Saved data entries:
□ □ □ □

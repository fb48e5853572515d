pub mod aggregate;
pub mod api;
pub mod config;
pub mod dates;
pub mod db;
pub mod deadlines;
pub mod documents;
pub mod models;
pub mod report;
pub mod store;

pub use api::{build_router, AppState};
pub use config::Settings;
pub use dates::{normalize_deadline_date, DeadlineClock};
pub use deadlines::build_digest;
pub use models::{
    DeadlineDigest, DeadlineFilter, DeadlineRecord, NormalizedDeadline, StandaloneDeadline,
};
pub use store::{IngestSummary, MemoryStore, UniversityStore};
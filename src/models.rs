use chrono::NaiveDate;
use serde::{Deserialize, Serialize};

#[derive(Debug, Clone, Default, PartialEq, Serialize, Deserialize)]
pub struct Eligibility {
    #[serde(default, skip_serializing_if = "Option::is_none")]
    pub min_percentage: Option<f64>,
    #[serde(default, skip_serializing_if = "Option::is_none")]
    pub min_percentage_matric: Option<f64>,
    #[serde(default, skip_serializing_if = "Option::is_none")]
    pub min_percentage_inter: Option<f64>,
    #[serde(default)]
    pub entry_test: String,
    #[serde(default)]
    pub notes: String,
}

#[derive(Debug, Clone, Default, PartialEq, Serialize, Deserialize)]
pub struct Program {
    pub name: String,
    #[serde(default)]
    pub department: String,
    #[serde(default)]
    pub fee_per_semester: Option<i64>,
    #[serde(default)]
    pub total_fee_first_year: Option<i64>,
    #[serde(default)]
    pub eligibility: Eligibility,
    #[serde(default)]
    pub notes: String,
}

#[derive(Debug, Clone, Default, PartialEq, Serialize, Deserialize)]
pub struct Scholarship {
    pub name: String,
    #[serde(rename = "type", default)]
    pub kind: String,
    #[serde(default)]
    pub link: String,
}

#[derive(Debug, Clone, Default, PartialEq, Serialize, Deserialize)]
pub struct EmbeddedDeadline {
    pub title: String,
    pub deadline_date: String,
    #[serde(default, skip_serializing_if = "String::is_empty")]
    pub url: String,
}

/// A university as stored after passing the document adapter.
#[derive(Debug, Clone, Default, PartialEq, Serialize, Deserialize)]
pub struct University {
    pub name: String,
    #[serde(default)]
    pub full_name: String,
    #[serde(default)]
    pub short_name: String,
    #[serde(default)]
    pub city: String,
    #[serde(default)]
    pub address: String,
    #[serde(default)]
    pub website: String,
    #[serde(default)]
    pub email: String,
    #[serde(default)]
    pub admission_link: String,
    #[serde(default)]
    pub application_fee: Option<i64>,
    #[serde(default)]
    pub programs: Vec<Program>,
    #[serde(default)]
    pub scholarships: Vec<Scholarship>,
    #[serde(default)]
    pub deadlines: Vec<EmbeddedDeadline>,
}

/// Card shape for the university listing.
#[derive(Debug, Clone, PartialEq, Serialize)]
pub struct UniversitySummary {
    #[serde(rename = "shortName")]
    pub short_name: String,
    pub name: String,
    #[serde(rename = "fullName")]
    pub full_name: String,
    pub location: String,
}

/// A deadline row scraped on its own rather than inside a university document.
#[derive(Debug, Clone, Default, PartialEq, Serialize, Deserialize)]
pub struct StandaloneDeadline {
    pub university_name: String,
    pub title: String,
    pub deadline_date: String,
    #[serde(default, skip_serializing_if = "String::is_empty")]
    pub url: String,
}

#[derive(Debug, Clone, Default, PartialEq, Serialize, Deserialize)]
pub struct DeadlineRecord {
    pub university_name: String,
    pub title: String,
    pub deadline_date: String,
    #[serde(default, skip_serializing_if = "Option::is_none")]
    pub university_city: Option<String>,
}

#[derive(Debug, Clone, PartialEq, Serialize)]
pub struct NormalizedDeadline {
    #[serde(flatten)]
    pub record: DeadlineRecord,
    pub parsed_date: NaiveDate,
    /// Unix seconds at 23:59:59.999999 of `parsed_date`.
    pub timestamp: f64,
    pub is_past: bool,
}

#[derive(Debug, Clone, Default, PartialEq, Serialize)]
pub struct DeadlineDigest {
    pub total_deadlines: usize,
    pub upcoming_count: usize,
    pub past_count: usize,
    pub deadlines: Vec<NormalizedDeadline>,
    pub upcoming_deadlines: Vec<NormalizedDeadline>,
    pub past_deadlines: Vec<NormalizedDeadline>,
}

#[derive(Debug, Clone, Default, Deserialize)]
pub struct DeadlineFilter {
    pub university: Option<String>,
    pub city: Option<String>,
}

impl DeadlineFilter {
    pub fn label(&self) -> Option<&str> {
        self.university.as_deref().or(self.city.as_deref())
    }
}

□ □ □ □

The problem :: Which lines should be output? Exactly those from the first line of the data through the line containing "use chrono::NaiveDate;", inclusive.

Task result ::
repository fb48e5853572515d
pub mod aggregate;
pub mod api;
pub mod config;
pub mod dates;
pub mod db;
pub mod deadlines;
pub mod documents;
pub mod models;
pub mod report;
pub mod store;

pub use api::{build_router, AppState};
pub use config::Settings;
pub use dates::{normalize_deadline_date, DeadlineClock};
pub use deadlines::build_digest;
pub use models::{
    DeadlineDigest, DeadlineFilter, DeadlineRecord, NormalizedDeadline, StandaloneDeadline,
};
pub use store::{IngestSummary, MemoryStore, UniversityStore};
filename src/models.rs
use chrono::NaiveDate;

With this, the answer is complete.